Small energy traveling waves for the Euler-Korteweg system

TL;DR

This paper proves the existence of small-energy traveling waves in the Euler-Korteweg system with general pressure and capillarity, using variational methods inspired by nonlinear Schrödinger equations, and analyzes their stability properties.

Contribution

It establishes the existence of small-energy traveling waves in two dimensions for the Euler-Korteweg system and links linear instability criteria to nonlinear instability.

Findings

Existence of small-energy traveling waves in 2D Euler-Korteweg system.

Construction of these waves as minimizers of a modified energy.
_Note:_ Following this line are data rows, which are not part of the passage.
/// Fetch a request with its full attempt history.
pub async fn get_request(db: &Database, id: &str) -> Result<Option<StoredRequest>, CourierError> {
    let id = id.to_string();
    db.connection()
        .call(move |conn| -> Result<Option<StoredRequest>, rusqlite::Error> {
            load_request(conn, &id)
        })
        .await
        .map_err(map_tr_err)
}

/// Find the request currently waiting on an asynchronous provider result.
pub async fn find_by_provider_request(
    db: &Database,
    provider_request_id: &str,
) -> Result<Option<StoredRequest>, CourierError> {
    let provider_request_id = provider_request_id.to_string();
    db.connection()
        .call(move |conn| -> Result<Option<StoredRequest>, rusqlite::Error> {
            let id: Option<String> = conn
                .query_row(
                    "SELECT id FROM delivery_requests WHERE awaiting_callback = ?1",
                    params![provider_request_id],
                    |row| row.get(0),
                )
                .optional()?;
            match id {
                Some(id) => load_request(conn, &id),
                None => Ok(None),
            }
        })
        .await
        .map_err(map_tr_err)
}

/// Claim up to `limit` ready requests for `worker_id`.
///
/// Ready means pending, due, and not under another worker's live lease.
/// Ordered by priority (highest first), then age. Selection and lease
/// assignment happen in one `BEGIN IMMEDIATE` transaction, so two handles
/// racing on the same file can never claim the same row.
pub async fn claim_batch(
    db: &Database,
    worker_id: &str,
    now: DateTime<Utc>,
    lease: Duration,
    limit: usize,
) -> Result<Vec<StoredRequest>, CourierError> {
    let worker_id = worker_id.to_string();
    let now_s = format_ts(now);
    let lease_until = format_ts(now + lease);
    db.connection()
        .call(move |conn| -> Result<Vec<StoredRequest>, rusqlite::Error> {
            let tx = conn.transaction_with_behavior(TransactionBehavior::Immediate)?;

            let ids: Vec<String> = {
                let mut stmt = tx.prepare(
                    "SELECT id FROM delivery_requests
                     WHERE status = 'pending'
                       AND next_attempt_at <= ?1
                       AND (claimed_by IS NULL OR lease_until <= ?1)
                     ORDER BY priority DESC, created_at ASC, id ASC
                     LIMIT ?2",
                )?;
                let rows = stmt.query_map(params![now_s, limit as i64], |row| row.get(0))?;
                rows.collect::<Result<_, _>>()?
            };

            let mut claimed = Vec::with_capacity(ids.len());
            for id in &ids {
                tx.execute(
                    "UPDATE delivery_requests
                     SET claimed_by = ?1, lease_until = ?2, version = version + 1
                     WHERE id = ?3",
                    params![worker_id, lease_until, id],
                )?;
                if let Some(stored) = load_request(&tx, id)? {
                    claimed.push(stored);
                }
            }
            tx.commit()?;
            Ok(claimed)
        })
        .await
        .map_err(map_tr_err)
        .inspect(|claimed| {
            if !claimed.is_empty() {
                debug!(count = claimed.len(), "claimed batch");
            }
        })
}
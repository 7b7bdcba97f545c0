// SPDX-FileCopyrightText: 2026 Courier Contributors
// SPDX-License-Identifier: MIT OR Apache-2.0

//! Layered configuration loading with Figment.
//!
//! Lookup order: `./courier.toml` > `~/.config/courier/courier.toml` >
//! `/etc/courier/courier.toml`, with `COURIER_` environment overrides on top.

#![allow(clippy::result_large_err)] // figment::Error is external

use std::path::{Path, PathBuf};

use figment::{
    Figment,
    providers::{Env, Format, Serialized, Toml},
};

use crate::model::CourierConfig;

pub(crate) const SYSTEM_CONFIG: &str = "/etc/courier/courier.toml";
pub(crate) const LOCAL_CONFIG: &str = "courier.toml";

pub(crate) fn user_config_path() -> PathBuf {
    dirs::config_dir()
        .map(|d| d.join("courier/courier.toml"))
        .unwrap_or_default()
}

/// Load configuration from the standard hierarchy with env var overrides.
///
/// Merge order (later overrides earlier):
/// 1. Compiled defaults
/// 2. `/etc/courier/courier.toml`
/// 3. `~/.config/courier/courier.toml`
/// 4. `./courier.toml`
/// 5. `COURIER_*` environment variables
pub fn load_config() -> Result<CourierConfig, figment::Error> {
    build_figment().extract()
}

/// Load configuration from a TOML string only. No files, no environment.
pub fn load_config_from_str(toml_content: &str) -> Result<CourierConfig, figment::Error> {
    Figment::new()
        .merge(Serialized::defaults(CourierConfig::default()))
        .merge(Toml::string(toml_content))
        .extract()
}

/// Load configuration from an explicit file path with env var overrides.
pub fn load_config_from_path(path: &Path) -> Result<CourierConfig, figment::Error> {
    Figment::new()
        .merge(Serialized::defaults(CourierConfig::default()))
        .merge(Toml::file(path))
        .merge(env_provider())
        .extract()
}

/// The un-extracted Figment for the standard hierarchy.
pub fn build_figment() -> Figment {
    Figment::new()
        .merge(Serialized::defaults(CourierConfig::default()))
        .merge(Toml::file(SYSTEM_CONFIG))
        .merge(Toml::file(user_config_path()))
        .merge(Toml::file(LOCAL_CONFIG))
        .merge(env_provider())
}

/// `COURIER_WORKER_LEASE_SECONDS` maps to `worker.lease_seconds`.
///
/// Uses an explicit section map rather than `Env::split("_")`, since field
/// names contain underscores themselves. Keys arrive with their original
/// case, so they are lowercased before matching.
fn env_provider() -> Env {
    const SECTIONS: [&str; 6] = [
        "engine",
        "storage",
        "worker",
        "routing",
        "callback",
        "prometheus",
    ];
    Env::prefixed("COURIER_").map(|key| {
        let key_str = key.as_str().to_ascii_lowercase();
        for section in SECTIONS {
            if let Some(rest) = key_str
                .strip_prefix(section)
                .and_then(|r| r.strip_prefix('_'))
            {
                return format!("{section}.{rest}").into();
            }
        }
        key_str.into()
    })
}
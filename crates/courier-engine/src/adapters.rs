// SPDX-FileCopyrightText: 2026 Courier Contributors
// SPDX-License-Identifier: MIT OR Apache-2.0

//! Adapter bindings: catalog provider id to the code that talks to it.

use std::collections::HashMap;
use std::sync::Arc;

use courier_core::DeliveryProvider;
use tracing::debug;

/// Provider adapters keyed by catalog provider id.
#[derive(Clone, Default)]
pub struct ProviderAdapters {
    adapters: HashMap<String, Arc<dyn DeliveryProvider>>,
}

impl ProviderAdapters {
    pub fn new() -> Self {
        Self::default()
    }

    /// Bind an adapter under its own provider id, replacing any previous one.
    pub fn register(&mut self, adapter: Arc<dyn DeliveryProvider>) {
        let id = adapter.provider_id().to_string();
        debug!(provider_id = id.as_str(), "provider adapter registered");
        self.adapters.insert(id, adapter);
    }

    pub fn with(mut self, adapter: Arc<dyn DeliveryProvider>) -> Self {
        self.register(adapter);
        self
    }

    pub fn get(&self, provider_id: &str) -> Option<Arc<dyn DeliveryProvider>> {
        self.adapters.get(provider_id).cloned()
    }

    pub fn len(&self) -> usize {
        self.adapters.len()
    }

    pub fn is_empty(&self) -> bool {
        self.adapters.is_empty()
    }
}

impl std::fmt::Debug for ProviderAdapters {
    fn fmt(&self, f: &mut std::fmt::Formatter<'_>) -> std::fmt::Result {
        let mut ids: Vec<&String> = self.adapters.keys().collect();
        ids.sort();
        f.debug_struct("ProviderAdapters").field("ids", &ids).finish()
    }
}

#[cfg(test)]
mod tests {
    use super::*;
    use async_trait::async_trait;
    use courier_core::{DispatchRequest, ProviderError, ProviderReceipt};

    struct Echo(&'static str);

    #[async_trait]
    impl DeliveryProvider for Echo {
        fn provider_id(&self) -> &str {
            self.0
        }

        async fn attempt_deliver(
            &self,
            _request: &DispatchRequest,
        ) -> Result<ProviderReceipt, ProviderError> {
            Err(ProviderError::Transient("unused".into()))
        }
    }

    #[test]
    fn adapters_are_looked_up_by_provider_id() {
        let adapters = ProviderAdapters::new()
            .with(Arc::new(Echo("p1")))
            .with(Arc::new(Echo("p2")));
        assert_eq!(adapters.len(), 2);
        assert_eq!(adapters.get("p2").unwrap().provider_id(), "p2");
        assert!(adapters.get("p3").is_none());
    }
}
Linear instability implies nonlinear instability in 1D.

Abstract

We investigate the existence and properties of traveling waves for the Euler-Korteweg system with general capillarity and pressure. Our main result is the existence in dimension two of waves with arbitrarily small energy. They are obtained as minimizers of a modified energy with fixed momentum. The proof follows various ideas developed for the Gross-Pitaevskii equation (and more generally nonlinear Schr\"odinger equations with non zero limit at infinity). Even in the Schr\"odinger case, the fact that we work with the hydrodynamical variables and a general pressure law both brings new difficulties and some simplifications. Independently, in dimension one we prove that the criterion for the linear instability of traveling waves from [6] actually implies nonlinear instability.